Work required: Give back the listing underneath, unchanged and complete.

Records for this task:
::::

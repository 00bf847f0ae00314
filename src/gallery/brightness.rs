// SPDX-License-Identifier: MPL-2.0
//! Brightness slider state with drag/commit semantics.
//!
//! Dragging only moves the live value; nothing is sent until the drag ends.
//! [`Brightness::release`] promotes the live value to the committed one and
//! hands it back for exactly one backend request.

use crate::config::{MAX_BRIGHTNESS, MIN_BRIGHTNESS};

/// Live (dragging) and committed (last released) brightness, in percent.
#[derive(Debug, Clone, Copy, PartialEq, Eq)]
pub struct Brightness {
    live: u8,
    committed: u8,
}

impl Brightness {
    /// Creates slider state at `initial`, clamped to the 0-100 range.
    #[must_use]
    pub fn new(initial: u8) -> Self {
        let value = initial.clamp(MIN_BRIGHTNESS, MAX_BRIGHTNESS);
        Self {
            live: value,
            committed: value,
        }
    }

    /// Value currently shown by the slider.
    #[must_use]
    pub fn live(&self) -> u8 {
        self.live
    }

    /// Value last sent to the backend.
    #[must_use]
    pub fn committed(&self) -> u8 {
        self.committed
    }

    /// Moves the live value during a drag. No backend traffic results.
    pub fn drag(&mut self, value: u8) {
        self.live = value.clamp(MIN_BRIGHTNESS, MAX_BRIGHTNESS);
    }

    /// Ends a drag: commits the live value and returns what to send.
    pub fn release(&mut self) -> u8 {
        self.committed = self.live;
        self.committed
    }
}

impl Default for Brightness {
    fn default() -> Self {
        Self::new(crate::config::DEFAULT_BRIGHTNESS)
    }
}
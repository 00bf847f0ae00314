// SPDX-License-Identifier: MPL-2.0
//! `frame_remote` is a desktop remote control for a networked photo frame,
//! built with the Iced GUI framework.
//!
//! It shows the frame's image gallery, lets the user select and delete
//! images, upload new ones, adjust the display brightness, and switch the
//! frame on or off over the frame's HTTP API.

#![doc(html_root_url = "https://docs.rs/frame_remote/0.1.0")]

pub mod api;
pub mod app;
pub mod config;
pub mod error;
pub mod gallery;
pub mod ui;
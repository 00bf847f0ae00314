// SPDX-License-Identifier: MPL-2.0
//! Default values for configuration settings.

/// Backend base address used when neither the config file nor the CLI
/// provides one.
pub const DEFAULT_BASE_URL: &str = "http://127.0.0.1:5000";

/// Number of tile columns in the gallery grid.
pub const DEFAULT_GALLERY_COLUMNS: usize = 4;

/// Edge length of a square gallery tile, in logical pixels.
pub const DEFAULT_TILE_SIZE: f32 = 160.0;

/// Brightness shown before the user touches the slider. The backend has no
/// read endpoint, so this is a starting point, not a mirror of device state.
pub const DEFAULT_BRIGHTNESS: u8 = 50;

/// Slider increment for the brightness control.
pub const BRIGHTNESS_STEP: u8 = 5;

pub const MIN_BRIGHTNESS: u8 = 0;
pub const MAX_BRIGHTNESS: u8 = 100;
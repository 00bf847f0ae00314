// SPDX-License-Identifier: MPL-2.0
//! Toast notification system for user feedback.
//!
//! This module provides a non-intrusive notification system following
//! toast/snackbar UX patterns. Notifications appear temporarily to inform
//! users about actions (upload success, backend errors, etc.) without
//! blocking interaction.
//!
//! # Components
//!
//! - [`notification`] - Core `Notification` struct with severity levels
//! - [`manager`] - `Manager` for queuing and lifecycle management
//! - [`toast`] - Toast widget component for rendering notifications
//!
//! # Design Considerations
//!
//! - Toast duration: ~3s for success/info, ~5s for warnings, manual dismiss for errors
//! - Max visible toasts: 3 (others are queued)
//! - Position: bottom-right corner

mod manager;
mod notification;
mod toast;

pub use manager::{Manager, Message as NotificationMessage};
pub use notification::{Notification, Severity};
pub use toast::Toast;
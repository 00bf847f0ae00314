// SPDX-License-Identifier: MPL-2.0
//! User interface components and state management.
//!
//! This module organizes all UI-related code following a component-based architecture
//! with the Elm-style "state down, messages up" pattern.
//!
//! # Components
//!
//! - [`tile`] - Gallery tile with thumbnail and selection highlight
//! - [`styles`] - Centralized styling (buttons, containers)
//! - [`design_tokens`] - Design system constants (colors, spacing, sizing)
//! - [`notifications`] - Toast notification system for user feedback

pub mod design_tokens;
pub mod notifications;
pub mod styles;
pub mod tile;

::::

Task answer:
repository 00bf847f0ae00314
filename src/gallery/brightness.rs
// SPDX-License-Identifier: MPL-2.0
//! Brightness slider state with drag/commit semantics.
//!
//! Dragging only moves the live value; nothing is sent until the drag ends.
//! [`Brightness::release`] promotes the live value to the committed one and
//! hands it back for exactly one backend request.

use crate::config::{MAX_BRIGHTNESS, MIN_BRIGHTNESS};

/// Live (dragging) and committed (last released) brightness, in percent.
#[derive(Debug, Clone, Copy, PartialEq, Eq)]
pub struct Brightness {
    live: u8,
    committed: u8,
}

impl Brightness {
    /// Creates slider state at `initial`, clamped to the 0-100 range.
    #[must_use]
    pub fn new(initial: u8) -> Self {
        let value = initial.clamp(MIN_BRIGHTNESS, MAX_BRIGHTNESS);
        Self {
            live: value,
            committed: value,
        }
    }

    /// Value currently shown by the slider.
    #[must_use]
    pub fn live(&self) -> u8 {
        self.live
    }

    /// Value last sent to the backend.
    #[must_use]
    pub fn committed(&self) -> u8 {
        self.committed
    }

    /// Moves the live value during a drag. No backend traffic results.
    pub fn drag(&mut self, value: u8) {
        self.live = value.clamp(MIN_BRIGHTNESS, MAX_BRIGHTNESS);
    }

    /// Ends a drag: commits the live value and returns what to send.
    pub fn release(&mut self) -> u8 {
        self.committed = self.live;
        self.committed
    }
}

impl Default for Brightness {
    fn default() -> Self {
        Self::new(crate::config::DEFAULT_BRIGHTNESS)
    }
}
repository 00bf847f0ae00314
// SPDX-License-Identifier: MPL-2.0
//! `frame_remote` is a desktop remote control for a networked photo frame,
//! built with the Iced GUI framework.
//!
//! It shows the frame's image gallery, lets the user select and delete
//! images, upload new ones, adjust the display brightness, and switch the
//! frame on or off over the frame's HTTP API.

#![doc(html_root_url = "https://docs.rs/frame_remote/0.1.0")]

pub mod api;
pub mod app;
pub mod config;
pub mod error;
pub mod gallery;
pub mod ui;
repository 00bf847f0ae00314
// SPDX-License-Identifier: MPL-2.0
//! Default values for configuration settings.

/// Backend base address used when neither the config file nor the CLI
/// provides one.
pub const DEFAULT_BASE_URL: &str = "http://127.0.0.1:5000";

/// Number of tile columns in the gallery grid.
pub const DEFAULT_GALLERY_COLUMNS: usize = 4;

/// Edge length of a square gallery tile, in logical pixels.
pub const DEFAULT_TILE_SIZE: f32 = 160.0;

/// Brightness shown before the user touches the slider. The backend has no
/// read endpoint, so this is a starting point, not a mirror of device state.
pub const DEFAULT_BRIGHTNESS: u8 = 50;

/// Slider increment for the brightness control.
pub const BRIGHTNESS_STEP: u8 = 5;

pub const MIN_BRIGHTNESS: u8 = 0;
pub const MAX_BRIGHTNESS: u8 = 100;
repository 00bf847f0ae00314
// SPDX-License-Identifier: MPL-2.0
//! Toast notification system for user feedback.
//!
//! This module provides a non-intrusive notification system following
//! toast/snackbar UX patterns. Notifications appear temporarily to inform
//! users about actions (upload success, backend errors, etc.) without
//! blocking interaction.
//!
//! # Components
//!
//! - [`notification`] - Core `Notification` struct with severity levels
//! - [`manager`] - `Manager` for queuing and lifecycle management
//! - [`toast`] - Toast widget component for rendering notifications
//!
//! # Design Considerations
//!
//! - Toast duration: ~3s for success/info, ~5s for warnings, manual dismiss for errors
//! - Max visible toasts: 3 (others are queued)
//! - Position: bottom-right corner

mod manager;
mod notification;
mod toast;

pub use manager::{Manager, Message as NotificationMessage};
pub use notification::{Notification, Severity};
pub use toast::Toast;
repository 00bf847f0ae00314
// SPDX-License-Identifier: MPL-2.0
//! User interface components and state management.
//!
//! This module organizes all UI-related code following a component-based architecture
//! with the Elm-style "state down, messages up" pattern.
//!
//! # Components
//!
//! - [`tile`] - Gallery tile with thumbnail and selection highlight
//! - [`styles`] - Centralized styling (buttons, containers)
//! - [`design_tokens`] - Design system constants (colors, spacing, sizing)
//! - [`notifications`] - Toast notification system for user feedback

pub mod design_tokens;
pub mod notifications;
pub mod styles;
pub mod tile;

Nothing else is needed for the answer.